--- Information supplied Enclosed Below ---
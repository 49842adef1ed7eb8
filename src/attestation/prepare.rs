use serde::Deserialize;
use serde_json::{json, Value};

use super::{AttestationError, AttestationRequest, EncodedRequest};
use crate::transport::HttpTransport;

const LOG_TARGET: &str = "prepare";
const VALID_STATUS: &str = "VALID";

/// Shape of the JSON body sent to `prepareRequest`.
#[derive(Debug, Clone, Copy, PartialEq, Eq, Default)]
pub enum BodyLayout {
    /// `{attestationType, sourceId, requestBody}` with type and source as
    /// zero-padded 32 byte UTF-8 hex.
    #[default]
    Envelope,
    /// Only the request parameters.
    Bare,
}

#[derive(Debug, Deserialize)]
#[serde(rename_all = "camelCase")]
struct PrepareResponse {
    status: Option<String>,
    abi_encoded_request: Option<String>,
}

/// Asks the verifier to canonicalize a query into an [`EncodedRequest`].
#[derive(Debug, Clone)]
pub struct RequestPreparer {
    transport: HttpTransport,
    chain: String,
    layout: BodyLayout,
}

impl RequestPreparer {
    pub fn new(transport: HttpTransport, chain: impl Into<String>, layout: BodyLayout) -> Self {
        Self {
            transport,
            chain: chain.into(),
            layout,
        }
    }

    pub async fn prepare(
        &self,
        request: &AttestationRequest,
    ) -> Result<EncodedRequest, AttestationError> {
        let path = verifier_path(&self.chain, request.attestation_type(), "prepareRequest");
        let body = self.body(request)?;
        log::info!(
            target: LOG_TARGET,
            "preparing {} request on {} (source {})",
            request.attestation_type(),
            self.chain,
            request.source_id()
        );

        let response = self.transport.post_json(&path, &body).await?;
        if !response.is_success() {
            return Err(response.classify_failure());
        }

        let parsed: PrepareResponse = response.json().map_err(|e| {
            log::error!(target: LOG_TARGET, "verifier answered {} with a non-JSON body", response.status);
            AttestationError::MalformedResponse(format!("prepareRequest body is not JSON: {e}"))
        })?;

        if let Some(failure) = response.embedded_failure() {
            return Err(failure);
        }

        if let Some(status) = parsed.status.as_deref() {
            if status != VALID_STATUS {
                return Err(AttestationError::Rejected(status.to_owned()));
            }
        }

        match parsed.abi_encoded_request {
            Some(token) if !token.trim().is_empty() => {
                let encoded = EncodedRequest(token);
                log::debug!(target: LOG_TARGET, "encoded request: {:?}", encoded);
                Ok(encoded)
            }
            _ => Err(AttestationError::MalformedResponse(
                "prepareRequest response has no abiEncodedRequest".to_owned(),
            )),
        }
    }

    fn body(&self, request: &AttestationRequest) -> Result<Value, AttestationError> {
        Ok(match self.layout {
            BodyLayout::Envelope => json!({
                "attestationType": utf8_hex32(request.attestation_type())?,
                "sourceId": utf8_hex32(request.source_id())?,
                "requestBody": request.parameters(),
            }),
            BodyLayout::Bare => Value::Object(request.parameters().clone()),
        })
    }
}

pub(super) fn verifier_path(chain: &str, attestation_type: &str, action: &str) -> String {
    format!(
        "verifier/{}/{}/{}",
        chain.trim_matches('/'),
        attestation_type.trim_matches('/'),
        action
    )
}

/// `0x` followed by the UTF-8 bytes of `value` right-padded to 32 bytes.
pub(crate) fn utf8_hex32(value: &str) -> Result<String, AttestationError> {
    let bytes = value.as_bytes();
    if bytes.len() > 32 {
        return Err(AttestationError::InvalidRequest(format!(
            "{value:?} does not fit in 32 bytes"
        )));
    }
    let mut word = [0u8; 32];
    word[..bytes.len()].copy_from_slice(bytes);
    Ok(format!("0x{}", hex::encode(word)))
}

#[cfg(test)]
mod tests {
    use serde_json::json;

    use super::*;
    use crate::attestation::{TransactionParams, EVM_TRANSACTION};
    use crate::mock::{transport, MockReply, MockServer};
    use crate::transport::AuthScheme;

    const PREPARE: &str = "/verifier/eth/EVMTransaction/prepareRequest";

    fn request() -> AttestationRequest {
        AttestationRequest::transaction(
            EVM_TRANSACTION,
            "testETH",
            TransactionParams::new(format!("0x{}", "4e".repeat(32))),
        )
        .unwrap()
    }

    async fn prepare_against(
        server: &MockServer,
        layout: BodyLayout,
    ) -> Result<EncodedRequest, AttestationError> {
        let preparer = RequestPreparer::new(
            transport(&server.url, AuthScheme::default(), Some("secret")),
            "eth",
            layout,
        );
        preparer.prepare(&request()).await
    }

    #[test]
    fn test_utf8_hex32() {
        assert_eq!(
            utf8_hex32("EVMTransaction").unwrap(),
            "0x45564d5472616e73616374696f6e000000000000000000000000000000000000"
        );
        assert_eq!(utf8_hex32("").unwrap().len(), 66);
        assert!(utf8_hex32(&"x".repeat(33)).is_err());
    }

    #[test]
    fn test_verifier_path_has_no_double_slashes() {
        assert_eq!(
            verifier_path("/eth/", "LiquidityEvent", "submitRequest"),
            "verifier/eth/LiquidityEvent/submitRequest"
        );
    }

    #[actix_web::test]
    async fn test_prepare_sends_envelope_and_api_key() {
        let server = MockServer::start().await;
        server.state.script(
            PREPARE,
            vec![MockReply::ok(
                json!({ "status": "VALID", "abiEncodedRequest": "0xabc" }),
            )],
        );

        let encoded = prepare_against(&server, BodyLayout::Envelope).await.unwrap();
        assert_eq!(encoded.as_str(), "0xabc");

        let hits = server.state.hits_on(PREPARE);
        assert_eq!(hits.len(), 1);
        assert_eq!(hits[0].header("x-api-key"), Some("secret"));
        assert_eq!(
            hits[0].body["attestationType"],
            json!(utf8_hex32("EVMTransaction").unwrap())
        );
        assert_eq!(hits[0].body["sourceId"], json!(utf8_hex32("testETH").unwrap()));
        assert_eq!(hits[0].body["requestBody"]["requiredConfirmations"], json!("1"));
    }

    #[actix_web::test]
    async fn test_prepare_bare_layout_sends_parameters_only() {
        let server = MockServer::start().await;
        server.state.script(
            PREPARE,
            vec![MockReply::ok(json!({ "abiEncodedRequest": "0xabc" }))],
        );

        prepare_against(&server, BodyLayout::Bare).await.unwrap();
        let hits = server.state.hits_on(PREPARE);
        assert_eq!(hits[0].body, Value::Object(request().parameters().clone()));
    }

    #[actix_web::test]
    async fn test_prepare_classifies_failures() {
        let cases = vec![
            (
                MockReply::json(401, json!({ "statusCode": 401, "message": "bad key" })),
                "auth",
            ),
            (
                MockReply::ok(json!({ "statusCode": 401, "message": "bad key" })),
                "auth",
            ),
            (
                MockReply::json(400, json!({ "statusCode": 401, "message": "Unauthorized" })),
                "auth",
            ),
            (
                MockReply::ok(json!({ "statusCode": 500, "message": "boom" })),
                "transport",
            ),
            (MockReply::json(502, json!({})), "transport"),
            (MockReply::ok(json!({})), "malformed"),
            (MockReply::ok(json!({ "abiEncodedRequest": "" })), "malformed"),
            (MockReply::raw(200, "<html>"), "malformed"),
            (
                MockReply::ok(json!({ "status": "INVALID: transaction not found" })),
                "rejected",
            ),
        ];

        for (reply, expected) in cases {
            let server = MockServer::start().await;
            server.state.script(PREPARE, vec![reply.clone()]);
            let result = prepare_against(&server, BodyLayout::Envelope).await;
            let kind = match result {
                Err(AttestationError::Auth { .. }) => "auth",
                Err(AttestationError::Transport { .. }) => "transport",
                Err(AttestationError::MalformedResponse(_)) => "malformed",
                Err(AttestationError::Rejected(_)) => "rejected",
                other => panic!("unexpected outcome {other:?} for {reply:?}"),
            };
            assert_eq!(kind, expected, "reply {reply:?}");
        }
    }
}
use std::time::Duration;

use thiserror::Error;

/// Every way a phase of the attestation workflow can fail.
///
/// Callers branch on the variant; none of these are panics.
#[derive(Debug, Error)]
pub enum AttestationError {
    #[error("unauthorized (status {status:?}): {message}")]
    Auth {
        status: Option<u16>,
        message: String,
    },
    #[error("transport failure (status {status:?}): {message}")]
    Transport {
        status: Option<u16>,
        message: String,
    },
    #[error("malformed response: {0}")]
    MalformedResponse(String),
    #[error("proof for round {round_id} is not available yet")]
    NotReady { round_id: u64 },
    #[error("proof for round {round_id} not available after {attempts} attempts ({elapsed:?})")]
    Timeout {
        round_id: u64,
        attempts: u32,
        elapsed: Duration,
    },
    #[error("invalid state: {0}")]
    InvalidState(String),
    #[error("invalid request: {0}")]
    InvalidRequest(String),
    #[error("request rejected by verifier: {0}")]
    Rejected(String),
    #[error("could not decode response: {0}")]
    Decode(String),
    #[error("proof sink failed")]
    Sink(#[source] anyhow::Error),
}

impl AttestationError {
    pub fn transport<M: ToString>(status: Option<u16>, message: M) -> Self {
        AttestationError::Transport {
            status,
            message: message.to_string(),
        }
    }

    /// Whether polling may continue after this error.
    pub fn is_retryable(&self) -> bool {
        matches!(self, AttestationError::NotReady { .. })
    }

    /// Process exit code used by the CLI for this kind of failure.
    pub fn exit_code(&self) -> u8 {
        match self {
            AttestationError::Auth { .. } => 2,
            AttestationError::Transport { .. } => 3,
            AttestationError::MalformedResponse(_) => 4,
            AttestationError::NotReady { .. } | AttestationError::Timeout { .. } => 5,
            AttestationError::InvalidState(_) => 6,
            AttestationError::InvalidRequest(_) => 7,
            AttestationError::Rejected(_) => 8,
            AttestationError::Decode(_) => 9,
            AttestationError::Sink(_) => 10,
        }
    }

    /// Human readable explanation printed by the CLI.
    pub fn diagnosis(&self) -> String {
        match self {
            AttestationError::Auth { .. } => format!(
                "{self}. Check the API key and the configured auth scheme for this service."
            ),
            AttestationError::Transport { .. } => {
                format!("{self}. The service could not be reached or refused the request.")
            }
            AttestationError::MalformedResponse(_) => {
                format!("{self}. The service answered with an unexpected body.")
            }
            AttestationError::NotReady { .. } | AttestationError::Timeout { .. } => format!(
                "{self}. The round may still be finalizing; retry later with --resume-round."
            ),
            AttestationError::InvalidState(_) => {
                format!("{self}. No proof request was sent.")
            }
            AttestationError::InvalidRequest(_) => format!("{self}. Fix the input and retry."),
            AttestationError::Rejected(_) => {
                format!("{self}. The verifier could not attest this query.")
            }
            AttestationError::Decode(_) => {
                format!("{self}. Check the --decode-schema against the attestation type.")
            }
            AttestationError::Sink(e) => format!("{self}: {e:#}"),
        }
    }
}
--- End of Enclosed Information supplied ---
• **Task directions**
A single figure, the number of lines above with the word "answered", is the whole answer.

• **Task response**
2